Que la edición digital de El País publique en lugar preferente una clarificadora entrevista con Richard Cohen (Filadelfia, Estados Unidos, 1952), autor de Comprender y sanar la homosexualidad (LibrosLibres), es probablemente el último de los efectos que habrían deseado para su campaña denigratoria contra el libro los colectivos LGTB (lesbianas, gays, transexuales y bisexuales) que la iniciaron.

Pero así sucedió este viernes, coronando lo que finalmente ha sido un excepcional empuje a la promoción de este título, que Cohen escribió para prestar una ayuda a los homosexuales, y que como explicó la editorial en una de sus notas de prensa, está en las antípodas de toda homofobia.

En la entrevista, realizada por David Alandete en el domicilio del autor en las afueras de Washington, Cohen comienza explicando que en 2008 la Asociación Norteamericana de Psicología reconoció que "no ha habido descubrimientos que les permitan a los científicos llegar a la conclusión de que la orientación sexual esté determinada por uno o varios factores particulares": "La ciencia dice que la gente no nace gay", y por tanto no hay ningún obstáculo a ofrecer un método que permite dejar se serlo.

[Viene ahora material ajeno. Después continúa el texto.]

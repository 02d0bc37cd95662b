//! Low-level tokenizer for C99 translation units.
//!
//! This crate provides a standalone, pure tokenizer with **zero `c99_*`
//! dependencies**. It is designed to be reusable by external tools
//! (formatters, syntax highlighters) without pulling in the rest of the
//! front end.
//!
//! # Architecture
//!
//! `c99_lexer_core` is the "raw" half of a two-layer lexer architecture
//! (modeled after Rust's `rustc_lexer` / `rustc_parse::lexer` separation):
//!
//! - **`c99_lexer_core`** (this crate): Produces `(RawTag, len)` pairs from
//!   raw bytes. No coordinates, no decoded values, no diagnostics. The raw
//!   scanner fixes token *spans* only — it knows that `'\x41'` is a
//!   character literal five bytes long, not what character it denotes.
//! - **`c99_lexer`**: "Cooks" raw tokens into compiler-ready form with
//!   keyword resolution, constant parsing, escape decoding, and
//!   line/column coordinates.
//!
//! # Usage
//!
//! ```
//! use c99_lexer_core::{RawScanner, RawTag, SourceBuffer};
//!
//! let buf = SourceBuffer::new(b"int x = 42;");
//! let mut scanner = RawScanner::new(buf.cursor());
//!
//! let tok = scanner.next_token();
//! assert_eq!(tok.tag, RawTag::Ident); // "int" — keywords resolve later
//! assert_eq!(tok.len, 3);
//! ```

mod classify;
mod cursor;
mod raw_scanner;
mod source_buffer;
mod tag;

pub use classify::{is_ident_continue, is_ident_start, is_octal_digit};
pub use cursor::Cursor;
pub use raw_scanner::{tokenize, RawScanner};
pub use source_buffer::SourceBuffer;
pub use tag::{RawTag, RawToken};
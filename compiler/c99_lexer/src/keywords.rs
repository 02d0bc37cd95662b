//! Keyword resolution.
//!
//! Exact-match lookup over the 37 C99 keywords. The identifier's length is
//! the first-pass filter (keywords are 2-10 bytes), then a per-length match
//! settles it. ASCII case-sensitive: `Int` and `INT` are identifiers.

use crate::token::Keyword;

/// Look up a keyword by its exact source spelling.
///
/// Returns `None` for anything that is not one of the 37 keywords, however
/// close (`integer` is not `int`).
#[inline]
pub(crate) fn lookup(text: &[u8]) -> Option<Keyword> {
    match text.len() {
        2 => match text {
            b"do" => Some(Keyword::Do),
            b"if" => Some(Keyword::If),
            _ => None,
        },
        3 => match text {
            b"for" => Some(Keyword::For),
            b"int" => Some(Keyword::Int),
            _ => None,
        },
        4 => match text {
            b"auto" => Some(Keyword::Auto),
            b"case" => Some(Keyword::Case),
            b"char" => Some(Keyword::Char),
            b"else" => Some(Keyword::Else),
            b"enum" => Some(Keyword::Enum),
            b"goto" => Some(Keyword::Goto),
            b"long" => Some(Keyword::Long),
            b"void" => Some(Keyword::Void),
            _ => None,
        },
        5 => match text {
            b"break" => Some(Keyword::Break),
            b"const" => Some(Keyword::Const),
            b"float" => Some(Keyword::Float),
            b"short" => Some(Keyword::Short),
            b"union" => Some(Keyword::Union),
            b"while" => Some(Keyword::While),
            b"_Bool" => Some(Keyword::Bool),
            _ => None,
        },
        6 => match text {
            b"double" => Some(Keyword::Double),
            b"extern" => Some(Keyword::Extern),
            b"inline" => Some(Keyword::Inline),
            b"return" => Some(Keyword::Return),
            b"signed" => Some(Keyword::Signed),
            b"sizeof" => Some(Keyword::Sizeof),
            b"static" => Some(Keyword::Static),
            b"struct" => Some(Keyword::Struct),
            b"switch" => Some(Keyword::Switch),
            _ => None,
        },
        7 => match text {
            b"default" => Some(Keyword::Default),
            b"typedef" => Some(Keyword::Typedef),
            _ => None,
        },
        8 => match text {
            b"continue" => Some(Keyword::Continue),
            b"register" => Some(Keyword::Register),
            b"restrict" => Some(Keyword::Restrict),
            b"unsigned" => Some(Keyword::Unsigned),
            b"volatile" => Some(Keyword::Volatile),
            b"_Complex" => Some(Keyword::Complex),
            _ => None,
        },
        10 => match text {
            b"_Imaginary" => Some(Keyword::Imaginary),
            _ => None,
        },
        _ => None,
    }
}

#[cfg(test)]
mod tests {
    use super::*;

    /// The full keyword set, as spelled in C99 §6.4.1.
    const ALL: [(&[u8], Keyword); 37] = [
        (b"auto", Keyword::Auto),
        (b"break", Keyword::Break),
        (b"case", Keyword::Case),
        (b"char", Keyword::Char),
        (b"const", Keyword::Const),
        (b"continue", Keyword::Continue),
        (b"default", Keyword::Default),
        (b"do", Keyword::Do),
        (b"double", Keyword::Double),
        (b"else", Keyword::Else),
        (b"enum", Keyword::Enum),
        (b"extern", Keyword::Extern),
        (b"float", Keyword::Float),
        (b"for", Keyword::For),
        (b"goto", Keyword::Goto),
        (b"if", Keyword::If),
        (b"inline", Keyword::Inline),
        (b"int", Keyword::Int),
        (b"long", Keyword::Long),
        (b"register", Keyword::Register),
        (b"restrict", Keyword::Restrict),
        (b"return", Keyword::Return),
        (b"short", Keyword::Short),
        (b"signed", Keyword::Signed),
        (b"sizeof", Keyword::Sizeof),
        (b"static", Keyword::Static),
        (b"struct", Keyword::Struct),
        (b"switch", Keyword::Switch),
        (b"typedef", Keyword::Typedef),
        (b"union", Keyword::Union),
        (b"unsigned", Keyword::Unsigned),
        (b"void", Keyword::Void),
        (b"volatile", Keyword::Volatile),
        (b"while", Keyword::While),
        (b"_Bool", Keyword::Bool),
        (b"_Complex", Keyword::Complex),
        (b"_Imaginary", Keyword::Imaginary),
    ];

    #[test]
    fn all_37_keywords_resolve() {
        for (text, kw) in ALL {
            assert_eq!(lookup(text), Some(kw), "{}", String::from_utf8_lossy(text));
        }
    }

    #[test]
    fn lookup_agrees_with_spelling() {
        for (text, kw) in ALL {
            assert_eq!(kw.as_str().as_bytes(), text);
        }
    }

    #[test]
    fn near_misses_are_identifiers() {
        for text in [
            &b"integer"[..],
            b"in",
            b"Int",
            b"INT",
            b"_bool",
            b"_Imaginar",
            b"_Imaginaryy",
            b"whilee",
            b"",
            b"x",
        ] {
            assert_eq!(lookup(text), None, "{}", String::from_utf8_lossy(text));
        }
    }
}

Según la experiencia personal (él mismo fue gay y tuvo una pareja gay durante tres años) y profesional de Cohen (lleva más de veinte años en esa tarea como psicoterapeuta), "aquellos que experimentan sentimientos homosexuales son hombres y mujeres extremadamente sensibles.Viven una relación con sus padres, con sus compañeros y con su entorno, distinta a la de sus hermanos y a las de otra gente a su alrededor. Esa sensibilidad puede sentar las bases para los sentimientos homosexuales".


Richard Cohen explica que ni su cambio ni el de las personas a las que ayuda tiene nada que ver con cuestiones morales, sino con la homosexualidad como tendencia. En su caso, desde pequeño él tenía el sueño de casarse con una mujer y tener hijos, un sueño que chocaba con sus pulsiones homosexuales.

"Se me dijeron muchas mentiras. Que encontrara a la mujer adecuada que me volviera heterosexual. Me casé. Pero reprimía los deseos homosexuales. No los había resuelto. Hice mi terapia después de casarme. Fue un proceso complejo, duro. Muchos terapeutas me decían que yo había nacido gay, que no había nada que hacer. Que debía aceptarlo y vivir una vida gay", explica.

Al final, durante la terapia, Cohen recordó que su tío (una persona heterosexual) había abusado sexualmente de él en la infancia, un recuerdo que reprimió durante veinticinco años: "Cuando experimenté el luto por ese abuso mis tendencias homosexuales desaparecieron".

Según el autor de Comprender y sanar la homosexualidad, hay hasta diez razones (y "nunca es una sola cosa") que pueden hacer "desarrollar sentimientos homosexuales". En su libro las detalla y explica. Pero el abuso es una de las más frecuentes: hasta un 50% de sus clientes lo sufrió por parte de alguien de su mismo sexo, la mayor parte de las veces un heterosexual porque "en la sociedad no hay más de un 2 o 3% de homosexuales".
 
En conclusión, afirmar que "se nace gay" es "un mito, una afirmación que científicamente no es válida. Pero tampoco se puede decir que ser gay sea una opción. Uno no se despierta un día y decide ser gay. Hay una serie de factores combinados que hacen que alguien se comporte como gay. Tratando a cientos de homosexuales he descubierto que hay una serie de contextos comunes en todos ellos".